No alcanzo a hablar ni a saludar a nadie porque la licenciada Gentile se me acerca y, con el taconeo urgente que la caracteriza, me lleva hacia la dirección. Por un instante, las voces en el hall de entrada se alzan, se agitan, enhebran frases de violencia creciente, pero el pestillo de la puerta al cerrarse detrás de nosotras elimina toda posibilidad de insultos.
–Tome asiento, por favor –la licenciada Gentile señala una silla con la palma de la mano hacia arriba, una orden disfrazada de gesto cortés.

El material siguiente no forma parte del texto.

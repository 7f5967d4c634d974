//! The tracker: decides each tick how to obtain aircraft positions and
//! fans the result out to subscribers.
//!
//! Lifecycle follows the subscriber count. The first subscriber enables the
//! tracker (timer started, immediate tick); when the last one leaves a
//! disable is scheduled after [`TrackerConfig::disable_grace`], and any new
//! subscriber within that window cancels it. Disabling stops the timer and
//! drops all trail history.

use std::sync::{Arc, Mutex, MutexGuard, PoisonError, Weak};
use std::time::Duration;

use chrono::Utc;
use skytrace_core::{extrapolate, GeoPoint, PathCollection, Snapshot, TrajectoryStore};
use skytrace_feed::{FeedError, PositionSource};
use tokio::task::JoinHandle;
use tokio::time::{interval, Instant, MissedTickBehavior};

use crate::config::TrackerConfig;
use crate::registry::{notify_all, DisableTimer, SubscriberFn, SubscriberId, SubscriptionRegistry};

#[derive(Debug, Clone, Copy, PartialEq, Eq)]
pub enum TrackerStatus {
    Disabled,
    Enabled,
}

/// What a single tick did.
#[derive(Debug, Clone, Copy, PartialEq, Eq)]
pub enum TickOutcome {
    /// Disabled, no center yet, or superseded by a disable mid-fetch.
    Idle,
    /// Live fetch failed; previous snapshot kept, nobody notified.
    Skipped,
    Published { aircraft: usize },
}

/// Handle to the flight tracker. Cheap to clone; all clones share state.
///
/// Build one at the composition root and hand clones to each consumer.
/// Enabling spawns onto the current Tokio runtime, so `subscribe`,
/// `enable` and `set_center` must be called from within one.
#[derive(Clone)]
pub struct Tracker {
    inner: Arc<Inner>,
}

struct Inner {
    config: TrackerConfig,
    source: Arc<dyn PositionSource>,
    state: Mutex<TrackerState>,
    /// Serializes tick bodies; a live fetch suspends while holding it.
    tick_lock: tokio::sync::Mutex<()>,
}

struct TrackerState {
    status: TrackerStatus,
    /// Bumped on every enable/disable so in-flight ticks can tell they are stale.
    session: u64,
    center: Option<GeoPoint>,
    /// Set by the first 429; never cleared for the life of the process.
    rate_limited: bool,
    seq: u64,
    snapshot: Arc<Snapshot>,
    paths: Arc<PathCollection>,
    last_published_at: Option<Instant>,
    last_live_fetch: Option<Instant>,
    trajectories: TrajectoryStore,
    registry: SubscriptionRegistry,
    timer: Option<JoinHandle<()>>,
    pending_disable: DisableTimer,
}

struct TickPlan {
    session: u64,
    center: GeoPoint,
    use_local: bool,
    last: Arc<Snapshot>,
    last_published_at: Option<Instant>,
    last_live_fetch: Option<Instant>,
}

impl Tracker {
    pub fn new(config: TrackerConfig, source: Arc<dyn PositionSource>) -> Self {
        let trajectories = TrajectoryStore::new(config.max_track_points);
        Self {
            inner: Arc::new(Inner {
                config,
                source,
                state: Mutex::new(TrackerState {
                    status: TrackerStatus::Disabled,
                    session: 0,
                    center: None,
                    rate_limited: false,
                    seq: 1,
                    snapshot: Arc::new(Snapshot::empty(Utc::now())),
                    paths: Arc::new(PathCollection::default()),
                    last_published_at: None,
                    last_live_fetch: None,
                    trajectories,
                    registry: SubscriptionRegistry::new(),
                    timer: None,
                    pending_disable: DisableTimer::default(),
                }),
                tick_lock: tokio::sync::Mutex::new(()),
            }),
        }
    }

    pub fn config(&self) -> &TrackerConfig {
        &self.inner.config
    }

    /// Register a callback. It is invoked with the current snapshot before
    /// this returns, then once per published tick.
    pub fn subscribe<F>(&self, callback: F) -> Subscription
    where
        F: Fn(Arc<Snapshot>, Arc<PathCollection>) -> anyhow::Result<()> + Send + Sync + 'static,
    {
        let callback: Box<SubscriberFn> = Box::new(callback);
        let mut state = self.lock_state();
        if state.pending_disable.cancel() {
            tracing::debug!("Pending tracker disable cancelled by new subscriber");
        }
        let subscriber = state.registry.add(callback);
        if state.status == TrackerStatus::Disabled {
            self.enable_locked(&mut state);
        }
        let (seq, snapshot, paths) = (state.seq, state.snapshot.clone(), state.paths.clone());
        let subscribers = state.registry.len();
        drop(state);

        tracing::debug!("Subscriber {:?} added ({} total)", subscriber.id(), subscribers);
        subscriber.deliver(seq, &snapshot, &paths);

        Subscription {
            id: subscriber.id(),
            tracker: Arc::downgrade(&self.inner),
            active: true,
        }
    }

    /// Start the tick timer. No-op when already enabled.
    pub fn enable(&self) {
        let mut state = self.lock_state();
        self.enable_locked(&mut state);
    }

    /// Stop the tick timer and discard trail history and the last snapshot.
    ///
    /// Idempotent. No tick publishes after this returns.
    pub fn disable(&self) {
        let mut state = self.lock_state();
        state.pending_disable.cancel();
        Self::disable_locked(&mut state);
    }

    /// Move the query center. A move beyond the recenter threshold while
    /// enabled ticks immediately instead of waiting for the timer.
    pub fn set_center(&self, lon: f64, lat: f64) {
        let next = GeoPoint::new(lon, lat);
        let mut state = self.lock_state();
        let moved = state
            .center
            .map_or(true, |prev| prev.moved_beyond(&next, self.inner.config.recenter_threshold_deg));
        state.center = Some(next);
        let enabled = state.status == TrackerStatus::Enabled;
        drop(state);

        if moved && enabled {
            tracing::debug!("Center moved to ({:.4}, {:.4}); ticking now", lon, lat);
            let tracker = self.clone();
            tokio::spawn(async move {
                tracker.tick().await;
            });
        }
    }

    pub fn get_data(&self) -> Arc<Snapshot> {
        self.lock_state().snapshot.clone()
    }

    pub fn get_paths(&self) -> Arc<PathCollection> {
        self.lock_state().paths.clone()
    }

    pub fn status(&self) -> TrackerStatus {
        self.lock_state().status
    }

    pub fn center(&self) -> Option<GeoPoint> {
        self.lock_state().center
    }

    pub fn subscriber_count(&self) -> usize {
        self.lock_state().registry.len()
    }

    /// True once the live feed rate-limited this process.
    pub fn is_rate_limited(&self) -> bool {
        self.lock_state().rate_limited
    }

    /// Run one tick. Normally driven by the timer; ticks never overlap.
    #[doc(hidden)]
    pub async fn tick(&self) -> TickOutcome {
        let _serial = self.inner.tick_lock.lock().await;

        let plan = {
            let state = self.lock_state();
            if state.status != TrackerStatus::Enabled {
                return TickOutcome::Idle;
            }
            let Some(center) = state.center else {
                return TickOutcome::Idle;
            };
            TickPlan {
                session: state.session,
                center,
                use_local: self.inner.config.use_local_data || state.rate_limited,
                last: state.snapshot.clone(),
                last_published_at: state.last_published_at,
                last_live_fetch: state.last_live_fetch,
            }
        };

        let now = Instant::now();
        if plan.use_local {
            let next = self.local_snapshot(&plan, now).await;
            return self.publish(plan.session, next, now, false);
        }

        if !self.live_fetch_due(&plan, now) {
            if let Some(next) = extrapolated(&plan, now) {
                return self.publish(plan.session, next, now, false);
            }
        }

        match self.inner.source.fetch_live(plan.center).await {
            Ok(next) => self.publish(plan.session, next, now, true),
            Err(FeedError::RateLimited) => {
                tracing::warn!("Feed rate limited; using local data for the rest of the session");
                self.lock_state().rate_limited = true;
                let next = self.inner.source.load_fallback().await;
                self.publish(plan.session, next, now, false)
            }
            Err(err) => {
                tracing::warn!("Live fetch failed, skipping tick: {}", err);
                TickOutcome::Skipped
            }
        }
    }

    async fn local_snapshot(&self, plan: &TickPlan, now: Instant) -> Snapshot {
        match extrapolated(plan, now) {
            Some(next) => next,
            None => self.inner.source.load_fallback().await,
        }
    }

    fn live_fetch_due(&self, plan: &TickPlan, now: Instant) -> bool {
        let refresh = self.inner.config.live_refresh;
        if refresh.is_zero() {
            return true;
        }
        plan.last_live_fetch
            .map_or(true, |at| now.saturating_duration_since(at) >= refresh)
    }

    fn publish(&self, session: u64, next: Snapshot, now: Instant, live: bool) -> TickOutcome {
        let mut state = self.lock_state();
        if state.session != session || state.status != TrackerStatus::Enabled {
            return TickOutcome::Idle;
        }

        // Subscribers must never see time go backwards.
        let timestamp = next.timestamp.max(state.snapshot.timestamp);
        let next = next.with_timestamp(timestamp);
        for aircraft in &next.aircraft {
            state.trajectories.record(&aircraft.id, aircraft.position, timestamp);
        }

        let aircraft = next.len();
        let snapshot = Arc::new(next);
        let paths = Arc::new(state.trajectories.as_path_collection());
        state.seq += 1;
        state.snapshot = snapshot.clone();
        state.paths = paths.clone();
        state.last_published_at = Some(now);
        if live {
            state.last_live_fetch = Some(now);
        }
        let seq = state.seq;
        let subscribers = state.registry.subscribers();
        drop(state);

        tracing::debug!(
            "Published {} aircraft, {} trails to {} subscriber(s)",
            aircraft,
            paths.len(),
            subscribers.len()
        );
        notify_all(&subscribers, seq, &snapshot, &paths);
        TickOutcome::Published { aircraft }
    }

    fn unsubscribe(&self, id: SubscriberId) {
        let mut state = self.lock_state();
        if !state.registry.remove(id) {
            return;
        }
        tracing::debug!("Subscriber {:?} removed ({} left)", id, state.registry.len());
        if !state.registry.is_empty() || state.status != TrackerStatus::Enabled {
            return;
        }

        let grace = self.inner.config.disable_grace;
        if tokio::runtime::Handle::try_current().is_err() {
            Self::disable_locked(&mut state);
            return;
        }
        let weak = Arc::downgrade(&self.inner);
        state.pending_disable.arm(|generation| {
            tokio::spawn(async move {
                tokio::time::sleep(grace).await;
                if let Some(inner) = weak.upgrade() {
                    Tracker { inner }.disable_if_idle(generation);
                }
            })
        });
        tracing::debug!("Last subscriber left; disabling in {:?}", grace);
    }

    fn disable_if_idle(&self, generation: u64) {
        let mut state = self.lock_state();
        if !state.pending_disable.fire(generation) || !state.registry.is_empty() {
            return;
        }
        Self::disable_locked(&mut state);
    }

    fn enable_locked(&self, state: &mut TrackerState) {
        if state.status == TrackerStatus::Enabled {
            return;
        }
        state.status = TrackerStatus::Enabled;
        state.session += 1;
        let weak = Arc::downgrade(&self.inner);
        state.timer = Some(tokio::spawn(run_tick_loop(weak, self.inner.config.tick_interval)));
        tracing::info!("Flight tracking enabled");
    }

    fn disable_locked(state: &mut TrackerState) {
        if state.status == TrackerStatus::Disabled {
            return;
        }
        state.status = TrackerStatus::Disabled;
        state.session += 1;
        if let Some(timer) = state.timer.take() {
            timer.abort();
        }
        state.trajectories.clear();
        let timestamp = Utc::now().max(state.snapshot.timestamp);
        state.snapshot = Arc::new(Snapshot::empty(timestamp));
        state.paths = Arc::new(PathCollection::default());
        state.seq += 1;
        state.last_published_at = None;
        state.last_live_fetch = None;
        tracing::info!("Flight tracking disabled");
    }

    fn lock_state(&self) -> MutexGuard<'_, TrackerState> {
        self.inner.state.lock().unwrap_or_else(PoisonError::into_inner)
    }
}

/// Dead-reckon the last snapshot to `now`, if there is one with aircraft.
fn extrapolated(plan: &TickPlan, now: Instant) -> Option<Snapshot> {
    let published_at = plan.last_published_at?;
    if plan.last.is_empty() {
        return None;
    }
    let dt = now.saturating_duration_since(published_at).as_secs_f64();
    Some(extrapolate(&plan.last, dt))
}

async fn run_tick_loop(inner: Weak<Inner>, period: Duration) {
    let mut ticker = interval(period);
    ticker.set_missed_tick_behavior(MissedTickBehavior::Skip);
    loop {
        ticker.tick().await;
        let Some(inner) = inner.upgrade() else {
            break;
        };
        Tracker { inner }.tick().await;
    }
}

/// Live registration returned by [`Tracker::subscribe`].
///
/// Dropping it unsubscribes, as does calling [`Subscription::unsubscribe`].
#[must_use = "dropping a Subscription unsubscribes immediately"]
pub struct Subscription {
    id: SubscriberId,
    tracker: Weak<Inner>,
    active: bool,
}

impl Subscription {
    pub fn id(&self) -> SubscriberId {
        self.id
    }

    pub fn unsubscribe(mut self) {
        self.release();
    }

    fn release(&mut self) {
        if !std::mem::replace(&mut self.active, false) {
            return;
        }
        if let Some(inner) = self.tracker.upgrade() {
            Tracker { inner }.unsubscribe(self.id);
        }
    }
}

impl Drop for Subscription {
    fn drop(&mut self) {
        self.release();
    }
}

Ocupo la silla rápido y sin peros: cuando la directora del colegio ordena, una siempre vuelve a tener diez años. Ella, su impecable rodete dorado, también se sienta, cabeza y brazos relajados en su sillón giratorio.
–Bien –suspira y junta los labios, los dientes apretados para tensar los pómulos de la falsedad–. Como usted sabe, nuestra institución se caracteriza por la simbiosis entre la historia y un concepto moderno de educación; en el trabajo cotidiano damos especial importancia a la educación para la libertad –se acomoda los anteojos sobre la nariz–, y los valores como el respeto a la dignidad del ser humano, la tolerancia y el compromiso social se ubican, cómo decirlo –entrelaza los dedos de las manos–, en una posición medular, sin dejar de lado, por supuesto, su relación con el mundo globalizado en que vivimos.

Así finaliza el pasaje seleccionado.